_Aim of the exercise_:
When a line of the entries contains the word "crate", report that line.

-.-.-

use rust_decimal::Decimal;
use serde::{Deserialize, Serialize};

/// A secondary percentage surcharge computed on a primary tax amount.
#[derive(Debug, Clone, PartialEq, Eq, Serialize, Deserialize)]
pub struct Levy {
    pub name: String,
    pub rate: Decimal,
}

impl Levy {
    pub fn new(
        name: impl Into<String>,
        rate: Decimal,
    ) -> Self {
        Self {
            name: name.into(),
            rate,
        }
    }

    /// The 3% AIDS levy charged on income tax.
    pub fn aids_levy() -> Self {
        Self::new("AIDS Levy", Decimal::new(3, 2))
    }
}

/// A levy as applied to a specific primary tax.
#[derive(Debug, Clone, PartialEq, Eq, Serialize, Deserialize)]
pub struct LevyAmount {
    pub name: String,
    pub rate: Decimal,
    pub amount: Decimal,
}
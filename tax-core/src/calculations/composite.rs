//! Reduction of income, expense and adjustment buckets to a taxable base.
//!
//! # Steps
//!
//! | Step | Aggregate | Computation |
//! |------|-----------|-------------|
//! | 1    | `income` | Σ additive income |
//! | 2a   | `gross_profit` | income − Σ cost of sales |
//! | 2b   | `operating_profit` | gross profit − Σ operating expenses |
//! | 3    | | − Σ non-taxable income |
//! | 4    | | + Σ non-deductible expenses |
//! | 4a   | | + Σ tax income (recoupments) |
//! | 4b   | | − Σ tax expenditure |
//! | 5    | `unclamped_base` | − Σ capital allowances |
//! | 6    | `taxable_base` | max(0, unclamped base) |
//!
//! All aggregates are kept at full precision and saturate at the bounds of
//! [`Decimal`], so aggregation never fails. [`CompositeBreakdown::rounded`]
//! gives the two-decimal presentation copy.
//!
//! # Example
//!
//! ```
//! use rust_decimal_macros::dec;
//! use tax_core::Bucket;
//! use tax_core::calculations::{CompositeAggregator, CompositeInput};
//!
//! let input = CompositeInput {
//!     income: Bucket::new().with("sales", dec!(1000)),
//!     cost_of_sales: Bucket::new().with("costOfGoodsSold", dec!(400)),
//!     non_taxable_income: Bucket::new().with("x", dec!(50)),
//!     non_deductible_expenses: Bucket::new().with("y", dec!(20)),
//!     capital_allowances: Bucket::new().with("z", dec!(30)),
//!     ..CompositeInput::default()
//! };
//!
//! let outcome = CompositeAggregator::aggregate(&input);
//! assert_eq!(outcome.taxable_base, dec!(540));
//! ```

use std::collections::BTreeMap;

use rust_decimal::Decimal;
use serde::{Deserialize, Serialize};

use crate::calculations::common::{non_negative, round_half_up};
use crate::models::Bucket;

/// Buckets fed to the aggregator. Empty buckets contribute zero.
#[derive(Debug, Clone, Default, PartialEq, Eq, Serialize, Deserialize)]
pub struct CompositeInput {
    pub income: Bucket,
    pub cost_of_sales: Bucket,
    pub operating_expenses: Bucket,
    pub non_taxable_income: Bucket,
    pub non_deductible_expenses: Bucket,
    pub tax_income: Bucket,
    pub tax_expenditure: Bucket,
    pub capital_allowances: Bucket,
}

/// Every intermediate aggregate of one aggregation.
#[derive(Debug, Clone, PartialEq, Eq, Serialize, Deserialize)]
pub struct CompositeBreakdown {
    pub income: Decimal,
    pub cost_of_sales: Decimal,
    pub gross_profit: Decimal,
    pub operating_expenses: Decimal,
    pub operating_profit: Decimal,
    pub non_taxable_income: Decimal,
    pub non_deductible_expenses: Decimal,
    pub tax_income: Decimal,
    pub tax_expenditure: Decimal,
    pub capital_allowances: Decimal,
    /// Base before clamping; negative when adjustments exceed profit.
    pub unclamped_base: Decimal,
    pub taxable_base: Decimal,
}

impl CompositeBreakdown {
    pub fn rounded(&self) -> Self {
        Self {
            income: round_half_up(self.income),
            cost_of_sales: round_half_up(self.cost_of_sales),
            gross_profit: round_half_up(self.gross_profit),
            operating_expenses: round_half_up(self.operating_expenses),
            operating_profit: round_half_up(self.operating_profit),
            non_taxable_income: round_half_up(self.non_taxable_income),
            non_deductible_expenses: round_half_up(self.non_deductible_expenses),
            tax_income: round_half_up(self.tax_income),
            tax_expenditure: round_half_up(self.tax_expenditure),
            capital_allowances: round_half_up(self.capital_allowances),
            unclamped_base: round_half_up(self.unclamped_base),
            taxable_base: round_half_up(self.taxable_base),
        }
    }

    /// The aggregates as an ordered name → value map, for merging into a
    /// [`LiabilityResult`](crate::LiabilityResult) breakdown.
    pub fn to_map(&self) -> BTreeMap<String, Decimal> {
        [
            ("income", self.income),
            ("cost_of_sales", self.cost_of_sales),
            ("gross_profit", self.gross_profit),
            ("operating_expenses", self.operating_expenses),
            ("operating_profit", self.operating_profit),
            ("non_taxable_income", self.non_taxable_income),
            ("non_deductible_expenses", self.non_deductible_expenses),
            ("tax_income", self.tax_income),
            ("tax_expenditure", self.tax_expenditure),
            ("capital_allowances", self.capital_allowances),
            ("unclamped_base", self.unclamped_base),
            ("taxable_base", self.taxable_base),
        ]
        .into_iter()
        .map(|(name, value)| (name.to_string(), value))
        .collect()
    }
}

#[derive(Debug, Clone, PartialEq, Eq, Serialize, Deserialize)]
pub struct CompositeOutcome {
    pub taxable_base: Decimal,
    pub breakdown: CompositeBreakdown,
}

pub struct CompositeAggregator;

impl CompositeAggregator {
    pub fn aggregate(input: &CompositeInput) -> CompositeOutcome {
        let income = input.income.total();
        let cost_of_sales = input.cost_of_sales.total();
        let gross_profit = income.saturating_sub(cost_of_sales);

        let operating_expenses = input.operating_expenses.total();
        let operating_profit = gross_profit.saturating_sub(operating_expenses);

        let non_taxable_income = input.non_taxable_income.total();
        let non_deductible_expenses = input.non_deductible_expenses.total();
        let tax_income = input.tax_income.total();
        let tax_expenditure = input.tax_expenditure.total();
        let capital_allowances = input.capital_allowances.total();

        let unclamped_base = operating_profit
            .saturating_sub(non_taxable_income)
            .saturating_add(non_deductible_expenses)
            .saturating_add(tax_income)
            .saturating_sub(tax_expenditure)
            .saturating_sub(capital_allowances);
        let taxable_base = non_negative(unclamped_base);

        CompositeOutcome {
            taxable_base,
            breakdown: CompositeBreakdown {
                income,
                cost_of_sales,
                gross_profit,
                operating_expenses,
                operating_profit,
                non_taxable_income,
                non_deductible_expenses,
                tax_income,
                tax_expenditure,
                capital_allowances,
                unclamped_base,
                taxable_base,
            },
        }
    }
}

-.-.-

_Task solution_:
use crate::calculations::common::{non_negative, round_half_up};
use crate::models::Bucket;
    /// [`LiabilityResult`](crate::LiabilityResult) breakdown.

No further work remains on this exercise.